The technology, oils, and filtration of the 1960's allowed us to get ten to fifteen thousand component hours on 8h's and 9G's on the toughest application crawler tractors have ever been put into . . . that is to say, continuous WOT, second gear operation with high shock loads, often in heavy dust requiring two air elements per day.

In addition fuel was drum stock often prepositioned in the paddock out in the weather . . . no additional filtration other than that on the machines.

This is all part of my contention that machine simplicity and lifetime reliability has been compromised for inconsequential "improvements" in performance.

There is no doubt todays engines burn less fuel but less fuel and emissions have come at a hell of a cost.

By "kick-arse management" I mean get back to the basics.

In the last few years I have seen scrapers loading north and hauling south for no reason other than the "boys started that way this morning".

All the time I see trucks banking up on excavators that take eight or ten passes to load a tandem dump . . . haven't these site managers heard of bulking out with dozer and getting a decent loader in to stack the trucks?

And get a section cut to grade and finished instead of going back three or four times . . . . graaaghh.

I could go on but that's enough of a rant. (he grins)

Cheers.


I am not in construction.

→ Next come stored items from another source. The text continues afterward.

//! The per-paper processing pipeline: download, extract, chunk, index.

use std::sync::Arc;

use crate::config::{Config, PdfConfig, RetrievalConfig};
use crate::download::{PaperFetcher, SciHubMirror};
use crate::llm::{LanguageModel, Summarizer};
use crate::models::PaperRecord;
use crate::rag::{
    EmbeddingProvider, OpenAIEmbedding, RetrievalIndex, TextChunker, TiktokenTokenizer,
};
use crate::research::ResearchError;
use crate::utils::{extract_text, HttpClient};

/// Everything a [`PaperSearchResult`](crate::models::PaperSearchResult)
/// needs to turn its record into an answer.
#[derive(Debug, Clone)]
pub struct PaperPipeline {
    fetcher: PaperFetcher,
    chunker: TextChunker,
    embedder: Arc<dyn EmbeddingProvider>,
    summarizer: Summarizer,
    top_k: usize,
    batch_size: usize,
    max_page_chars: usize,
}

impl PaperPipeline {
    pub fn new(
        fetcher: PaperFetcher,
        chunker: TextChunker,
        embedder: Arc<dyn EmbeddingProvider>,
        summarizer: Summarizer,
    ) -> Self {
        let retrieval = RetrievalConfig::default();
        Self {
            fetcher,
            chunker,
            embedder,
            summarizer,
            top_k: retrieval.top_k,
            batch_size: retrieval.embedding_batch_size,
            max_page_chars: PdfConfig::default().max_page_chars,
        }
    }

    /// Build the production pipeline: OpenAI embeddings, tiktoken chunking
    /// and the configured mirror.
    pub fn from_config(
        config: &Config,
        client: HttpClient,
        model: Arc<dyn LanguageModel>,
    ) -> Result<Self, ResearchError> {
        let mirror = SciHubMirror::new(
            client.clone(),
            &config.endpoints.mirror_base,
            &config.downloads.directory,
        );
        let fetcher = PaperFetcher::new(
            client.clone(),
            &config.downloads.directory,
            Arc::new(mirror),
        );

        let chunker = TextChunker::new(
            config.retrieval.chunk_size,
            config.retrieval.chunk_overlap,
            Arc::new(TiktokenTokenizer::cl100k()?),
        )?;

        let embedder = OpenAIEmbedding::new(
            client,
            &config.endpoints.openai_base,
            &config.models.embedding_model,
            config.api_keys.openai.clone(),
        );

        Ok(Self::new(fetcher, chunker, Arc::new(embedder), Summarizer::new(model))
            .with_top_k(config.retrieval.top_k)
            .with_batch_size(config.retrieval.embedding_batch_size)
            .with_max_page_chars(config.pdf.max_page_chars))
    }

    pub fn with_top_k(mut self, top_k: usize) -> Self {
        self.top_k = top_k;
        self
    }

    pub fn with_batch_size(mut self, batch_size: usize) -> Self {
        self.batch_size = batch_size;
        self
    }

    pub fn with_max_page_chars(mut self, max_page_chars: usize) -> Self {
        self.max_page_chars = max_page_chars;
        self
    }

    pub fn embedder(&self) -> &dyn EmbeddingProvider {
        self.embedder.as_ref()
    }

    pub fn summarizer(&self) -> &Summarizer {
        &self.summarizer
    }

    pub fn top_k(&self) -> usize {
        self.top_k
    }

    pub fn fetcher(&self) -> &PaperFetcher {
        &self.fetcher
    }

    /// Download the paper and extract its text; `None` when no strategy
    /// produced a readable PDF.
    pub async fn load_text(&self, record: &PaperRecord) -> Option<String> {
        let path = match self.fetcher.resolve(record).await {
            Ok(path) => path,
            Err(e) => {
                tracing::warn!("No downloadable copy of '{}': {}", record.title, e);
                return None;
            }
        };

        let max_page_chars = self.max_page_chars;
        let source = path.clone();
        let text = match tokio::task::spawn_blocking(move || extract_text(&source, max_page_chars))
            .await
        {
            Ok(text) => text,
            Err(e) => {
                tracing::warn!("PDF extraction task failed: {}", e);
                None
            }
        };

        match &text {
            Some(text) => tracing::debug!(
                "Extracted {} chars from {} for '{}'",
                text.len(),
                path.display(),
                record.title
            ),
            None => tracing::warn!("Could not read {} for '{}'", path.display(), record.title),
        }
        text
    }

    /// Chunk `text` and embed the chunks. `None` when the text has no content.
    pub async fn build_index(&self, text: &str) -> Result<Option<RetrievalIndex>, ResearchError> {
        let chunks = self.chunker.chunk(text);
        if chunks.is_empty() {
            return Ok(None);
        }

        let index = RetrievalIndex::build(chunks, self.embedder(), self.batch_size).await?;
        Ok(Some(index))
    }
}
//! Entry labels

use crate::fs::{DirectoryEntry, EntryKind};

/// The text shown for an entry, with its type marker.
///
/// - symlink: `name@ -> target`, plus `/` when the target is a directory
/// - directory: `name/`, plus `...` when folded
/// - executable file: `name*`
/// - anything else: `name`
pub fn label(entry: &DirectoryEntry, folded: bool) -> String {
    match entry.kind {
        EntryKind::Symlink => {
            let mut text = format!("{}@", entry.name);
            if let Some(link) = &entry.link {
                text.push_str(" -> ");
                text.push_str(&link.relative_target);
                if link.target_is_directory {
                    text.push('/');
                }
            }
            text
        }
        EntryKind::Directory if folded => format!("{}/...", entry.name),
        EntryKind::Directory => format!("{}/", entry.name),
        EntryKind::File if entry.executable => format!("{}*", entry.name),
        EntryKind::File => entry.name.clone(),
    }
}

However in my world, I remember doing inframes on Cummins 855's every 300,000-400,000 miles. Warranties were 12 months or 100,000 miles. 3 MPG. My brand new personal cars were one year warranties. Chanaging points and condensors every year.

Today I would be very upset if I have to do an inframe with anything less of 750,000 miles (most times its the one million mile mark). Clutches are lasting us 750,000 miles in our class 8 tractors. I have a vast majority of my excavators with 25,000 hours and no main pumps or engine rebuild. Extended oil drains. Easier diagnosing with the help of pc based programs. My work force is getting smarter and yeah, believe it or not, with lots of work ethics............My new cars are now coming with 6 years 100,000 mile warranties. My 1999 F-150 has 250,000 miles on it and never had the valve covers or oil pan off it and it is still going.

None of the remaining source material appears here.